Hindley et al created artificial cells that sense calcium ions and respond by fluorescing. Image credit: Zehua Hu / Imperial College London.
Responding to chemical changes is a crucial function of biological cells. For example, cells can respond to chemicals by creating certain proteins, boosting energy production, or self-destructing. Chemicals are also used by cells to communicate with each other and coordinate a response or send a signal, such as a pain impulse.
However, in natural cells these chemical responses can be very complex, involving multiple steps. This makes them difficult to engineer, for example, if researchers wanted to make natural cells produce something useful, like a drug molecule.

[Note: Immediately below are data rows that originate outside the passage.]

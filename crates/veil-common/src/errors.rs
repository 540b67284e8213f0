use std::path::PathBuf;

#[derive(Debug, thiserror::Error)]
pub enum ConfigError {
    #[error("config file not found: {0}")]
    FileNotFound(PathBuf),

    #[error("config parse error: {0}")]
    ParseError(String),

    #[error("config validation error: {0}")]
    ValidationError(String),
}

#[derive(Debug, thiserror::Error)]
pub enum VeilError {
    #[error(transparent)]
    Config(#[from] ConfigError),

    #[error(transparent)]
    Io(#[from] std::io::Error),

    #[error("renderer error: {0}")]
    Renderer(String),

    #[error("window error: {0}")]
    Window(String),
}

“These systems could be developed for use across biotechnology,” said James Hindley, first author of the study.
“For example, we could envisage creating artificial cells that can sense cancer markers and synthesize a drug within the body, or artificial cells that can sense dangerous heavy metals in the environment and release selective sponges to clean them up.”
The artificial cells created by Hindley and colleagues have smaller cells (‘vesicles’) inside. The edge of the cell is formed of a membrane that contains pores, which allow calcium ions to enter. Inside the cell, the calcium ions activate enzymes that cause the vesicles to release particles that fluoresce.
Activated by calcium, an enzyme alters the membrane of a vesicle, causing it to release fluorescent particles through the protein channel.
“We created a truncated version of a pathway found in nature, using artificial cells and elements from different natural systems to make a shorter, more efficient pathway that produces the same results,” Hindley said.
The system is simpler because it doesn’t need to account for many of the things cells need to get around in natural systems — such as by-products that are toxic to the cell.
Within the system, the membrane pores and the enzymes activated by calcium are from existing biological systems — the enzyme is taken from bee venom for example — but they would not be found in the same environment in nature.
This is the strength of using artificial cells to create chemical responses — they can more easily mix elements found apart in nature than they can add an external element into an existing biological system.
“The plug-and-play aspect of our system means researchers can take elements from across nature to create new chemical pathways designed with specific aims in mind,” said Professor Oscar Ces, senior author of the study.
“Our template system is also easy to set up and can be used to quickly test any new combination of elements researchers come up with.”
The findings were published in the Proceedings of the National Academy of Sciences.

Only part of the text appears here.